*Data*
————

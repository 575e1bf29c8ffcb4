//! Ports and the file-backed channel ends they own
//!
//! Every output port with at least one consumer lazily owns a backing temp
//! file; every connected input port owns a private read handle on its
//! producer's file. All channel lifecycle transitions go through
//! [`crate::graph::ProcessingGraph::connect`] and
//! [`crate::graph::ProcessingGraph::disconnect`].

use std::fmt;
use std::fs::File;
use std::io::{Seek, SeekFrom};
use std::path::{Path, PathBuf};

use serde::{Deserialize, Serialize};
use tempfile::NamedTempFile;
use tracing::{debug, error};

use crate::error::Result;

/// Graph-scoped node identity, allocated monotonically.
#[derive(Debug, Clone, Copy, PartialEq, Eq, Hash, PartialOrd, Ord, Serialize, Deserialize)]
pub struct NodeId(pub u32);

impl fmt::Display for NodeId {
    fn fmt(&self, f: &mut fmt::Formatter<'_>) -> fmt::Result {
        write!(f, "#{}", self.0)
    }
}

/// Whether a port consumes or produces data.
#[derive(Debug, Clone, Copy, PartialEq, Eq)]
pub enum Direction {
    In,
    Out,
}

impl fmt::Display for Direction {
    fn fmt(&self, f: &mut fmt::Formatter<'_>) -> fmt::Result {
        match self {
            Direction::In => write!(f, "in"),
            Direction::Out => write!(f, "out"),
        }
    }
}

/// Stable reference to a port: owning node, direction, and name.
///
/// Ports are never renamed after node construction, so a `PortRef` stays
/// valid as long as its node is in the graph.
#[derive(Debug, Clone, PartialEq, Eq)]
pub struct PortRef {
    pub node: NodeId,
    pub direction: Direction,
    pub name: String,
}

impl PortRef {
    pub fn input(node: NodeId, name: impl Into<String>) -> Self {
        Self {
            node,
            direction: Direction::In,
            name: name.into(),
        }
    }

    pub fn output(node: NodeId, name: impl Into<String>) -> Self {
        Self {
            node,
            direction: Direction::Out,
            name: name.into(),
        }
    }
}

impl fmt::Display for PortRef {
    fn fmt(&self, f: &mut fmt::Formatter<'_>) -> fmt::Result {
        write!(f, "{}:{}:{}", self.node, self.direction, self.name)
    }
}

/// One end of the file-backed channel between an output and its consumers.
#[derive(Debug)]
pub enum ChannelEnd {
    /// Output side: sole writer, owns the backing temp file.
    Producer(NamedTempFile),
    /// Input side: private read handle on the producer's file.
    Consumer { path: PathBuf, reader: File },
}

/// A named, directional connection endpoint owned by a node.
#[derive(Debug)]
pub struct Port {
    pub node: NodeId,
    pub name: String,
    pub direction: Direction,
    peers: Vec<PortRef>,
    /// Small integer identifier used only by the persistence layer.
    pub persist_id: Option<u32>,
    channel: Option<ChannelEnd>,
}

impl Port {
    pub fn new(node: NodeId, name: impl Into<String>, direction: Direction) -> Self {
        Self {
            node,
            name: name.into(),
            direction,
            peers: Vec::new(),
            persist_id: None,
            channel: None,
        }
    }

    /// Ports connected to this one. At most one for an input port.
    pub fn peers(&self) -> &[PortRef] {
        &self.peers
    }

    pub fn is_connected(&self) -> bool {
        !self.peers.is_empty()
    }

    pub(crate) fn add_peer(&mut self, peer: PortRef) {
        self.peers.push(peer);
    }

    pub(crate) fn remove_peer(&mut self, peer: &PortRef) -> bool {
        match self.peers.iter().position(|p| p == peer) {
            Some(idx) => {
                self.peers.remove(idx);
                true
            }
            None => false,
        }
    }

    /// Path of the backing file this port reads from or writes to, if any.
    pub fn backing_path(&self) -> Option<&Path> {
        match &self.channel {
            Some(ChannelEnd::Producer(file)) => Some(file.path()),
            Some(ChannelEnd::Consumer { path, .. }) => Some(path.as_path()),
            None => None,
        }
    }

    /// Create the backing temp file if this output does not have one yet.
    ///
    /// Returns the backing path. Only meaningful for output ports.
    pub(crate) fn ensure_backing_file(&mut self) -> Result<PathBuf> {
        if self.channel.is_none() {
            let file = NamedTempFile::new()?;
            debug!(port = %self.name, path = %file.path().display(), "created backing file");
            self.channel = Some(ChannelEnd::Producer(file));
        }
        // Unwrap is safe: the channel was just ensured above.
        Ok(self
            .backing_path()
            .expect("producer channel just created")
            .to_path_buf())
    }

    /// Attach a consumer-side read handle. The handle is positioned at the
    /// start of the producer's file.
    pub(crate) fn attach_reader(&mut self, path: PathBuf, reader: File) {
        self.channel = Some(ChannelEnd::Consumer { path, reader });
    }

    /// Release this port's channel end. For a producer this closes and
    /// deletes the backing file; close errors are logged, not propagated.
    pub(crate) fn release_channel(&mut self) {
        match self.channel.take() {
            Some(ChannelEnd::Producer(file)) => {
                let path = file.path().to_path_buf();
                if let Err(e) = file.close() {
                    error!(port = %self.name, path = %path.display(), "failed to remove backing file: {e}");
                } else {
                    debug!(port = %self.name, path = %path.display(), "removed backing file");
                }
            }
            Some(ChannelEnd::Consumer { .. }) => {
                // Read handle is dropped; the producer owns the file.
            }
            None => {}
        }
    }

    /// Reposition a consumer's read handle at the start of the backing file.
    /// No-op for producers and unconnected ports.
    pub(crate) fn rewind(&mut self) -> std::io::Result<()> {
        if let Some(ChannelEnd::Consumer { reader, .. }) = &mut self.channel {
            reader.seek(SeekFrom::Start(0))?;
        }
        Ok(())
    }

    /// Whether this port's data is current. No port tracks freshness yet, so
    /// every run recomputes (extension point for future memoization).
    pub fn is_up_to_date(&self) -> bool {
        false
    }
}
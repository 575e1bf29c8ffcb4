//! Shell script handler
//!
//! The script doubles as its own port declaration: invoked with no
//! arguments it must print one line of the form `in1,...,inN;out1,...,outM`,
//! which becomes the port spec. Invoked for execution it receives a single
//! extra argument holding the comma-joined input paths, a semicolon, and the
//! comma-joined output paths.

use std::path::{Path, PathBuf};

use async_trait::async_trait;
use tokio::process::Command;
use tracing::{debug, error};

use crate::handlers::{Handler, HandlerError, HandlerKind, ParamMap, PortSpec};

const DEFAULT_SCRIPT: &str = "./template.bash";

/// Runs the bash script named by the `filename` parameter.
#[derive(Debug)]
pub struct BashHandler {
    spec: PortSpec,
    params: ParamMap,
}

impl BashHandler {
    pub fn new() -> Self {
        let mut params = ParamMap::new();
        params.insert("filename".to_string(), DEFAULT_SCRIPT.to_string());
        Self {
            spec: PortSpec::default(),
            params,
        }
    }

    fn script(&self) -> String {
        self.params.get("filename").cloned().unwrap_or_default()
    }
}

impl Default for BashHandler {
    fn default() -> Self {
        Self::new()
    }
}

/// Parses a probe line `in1,...,inN;out1,...,outM`. Empty segments are
/// permitted and declare zero ports; the semicolon is mandatory.
fn parse_port_spec_line(line: &str) -> Option<PortSpec> {
    let (inputs, outputs) = line.trim().split_once(';')?;
    Some(PortSpec {
        inputs: split_names(inputs),
        outputs: split_names(outputs),
    })
}

fn split_names(segment: &str) -> Vec<String> {
    segment
        .split(',')
        .filter(|s| !s.is_empty())
        .map(str::to_string)
        .collect()
}

fn join_paths(paths: &[PathBuf]) -> String {
    paths
        .iter()
        .map(|p| p.to_string_lossy().into_owned())
        .collect::<Vec<_>>()
        .join(",")
}

fn log_stderr(stderr: &[u8]) {
    for line in String::from_utf8_lossy(stderr).lines() {
        error!("bash: {line}");
    }
}

#[async_trait]
impl Handler for BashHandler {
    fn kind(&self) -> HandlerKind {
        HandlerKind::Bash
    }

    fn port_spec(&self) -> &PortSpec {
        &self.spec
    }

    fn params(&self) -> &ParamMap {
        &self.params
    }

    fn params_mut(&mut self) -> &mut ParamMap {
        &mut self.params
    }

    /// Probes the script for its port spec. Failures are logged and leave
    /// the spec empty; the node still exists.
    async fn init(&mut self) {
        let script = self.script();
        if !Path::new(&script).is_file() {
            error!("Could not find script {script:?}");
            return;
        }

        let output = match Command::new("bash")
            .arg(&script)
            .kill_on_drop(true)
            .output()
            .await
        {
            Ok(output) => output,
            Err(e) => {
                error!("Failed to probe script {script:?}: {e}");
                return;
            }
        };
        log_stderr(&output.stderr);

        let stdout = String::from_utf8_lossy(&output.stdout);
        let line = stdout.lines().next().unwrap_or("");
        match parse_port_spec_line(line) {
            Some(spec) => {
                debug!(?spec, "Probed port spec from {script:?}");
                self.spec = spec;
            }
            None => {
                error!(
                    "Failed to get port specs from {script:?}. Make sure the script echoes \
                     a line of the form in1,...,inN;out1,...,outM when executed without arguments"
                );
                self.spec = PortSpec::default();
            }
        }
    }

    async fn run(&self, inputs: &[PathBuf], outputs: &[PathBuf]) -> Result<(), HandlerError> {
        let script = self.script();
        let arg = format!("{};{}", join_paths(inputs), join_paths(outputs));
        debug!("Bash cmd: bash {script} {arg}");

        let output = Command::new("bash")
            .arg(&script)
            .arg(&arg)
            .kill_on_drop(true)
            .output()
            .await?;

        log_stderr(&output.stderr);
        for line in String::from_utf8_lossy(&output.stdout).lines() {
            debug!("bash: {line}");
        }

        if !output.status.success() {
            return Err(HandlerError::Script {
                script,
                code: output.status.code().unwrap_or(-1),
            });
        }
        Ok(())
    }
}
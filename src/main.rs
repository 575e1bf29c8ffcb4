use clap::Parser;
use pipegraph::cli::Cli;

#[tokio::main]
async fn main() -> anyhow::Result<()> {
    // Parse CLI arguments
    let cli = Cli::parse();

    // Initialize logging
    cli.init_logging()?;

    // Execute command
    cli.execute().await?;

    Ok(())
}
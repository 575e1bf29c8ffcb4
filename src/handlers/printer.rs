//! Printing handler

use std::path::PathBuf;

use async_trait::async_trait;
use tracing::{info, warn};

use crate::handlers::{Handler, HandlerError, HandlerKind, ParamMap, PortSpec};

/// Logs the contents of its input at info level. An empty input file is
/// reported as a warning and stops the print.
#[derive(Debug)]
pub struct PrintHandler {
    spec: PortSpec,
    params: ParamMap,
}

impl PrintHandler {
    pub fn new() -> Self {
        Self {
            spec: PortSpec::new(&["in"], &[]),
            params: ParamMap::new(),
        }
    }
}

impl Default for PrintHandler {
    fn default() -> Self {
        Self::new()
    }
}

#[async_trait]
impl Handler for PrintHandler {
    fn kind(&self) -> HandlerKind {
        HandlerKind::Print
    }

    fn port_spec(&self) -> &PortSpec {
        &self.spec
    }

    fn params(&self) -> &ParamMap {
        &self.params
    }

    fn params_mut(&mut self) -> &mut ParamMap {
        &mut self.params
    }

    async fn run(&self, inputs: &[PathBuf], _outputs: &[PathBuf]) -> Result<(), HandlerError> {
        for path in inputs {
            let raw = tokio::fs::read(path).await?;
            if raw.is_empty() {
                warn!("Printer: file {} is empty", path.display());
                break;
            }
            info!("Printer: {} ({:?})", String::from_utf8_lossy(&raw), raw);
        }
        Ok(())
    }
}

————

*Task prompt*
Quote every line of the records above, from the first down to the one holding "identity, allocated monotonically.", exactly as written.

*Answer to the problem*
repository 575e1bf29c8ffcb4
//! Ports and the file-backed channel ends they own
//!
//! Every output port with at least one consumer lazily owns a backing temp
//! file; every connected input port owns a private read handle on its
//! producer's file. All channel lifecycle transitions go through
//! [`crate::graph::ProcessingGraph::connect`] and
//! [`crate::graph::ProcessingGraph::disconnect`].

use std::fmt;
use std::fs::File;
use std::io::{Seek, SeekFrom};
use std::path::{Path, PathBuf};

use serde::{Deserialize, Serialize};
use tempfile::NamedTempFile;
use tracing::{debug, error};

use crate::error::Result;

/// Graph-scoped node identity, allocated monotonically.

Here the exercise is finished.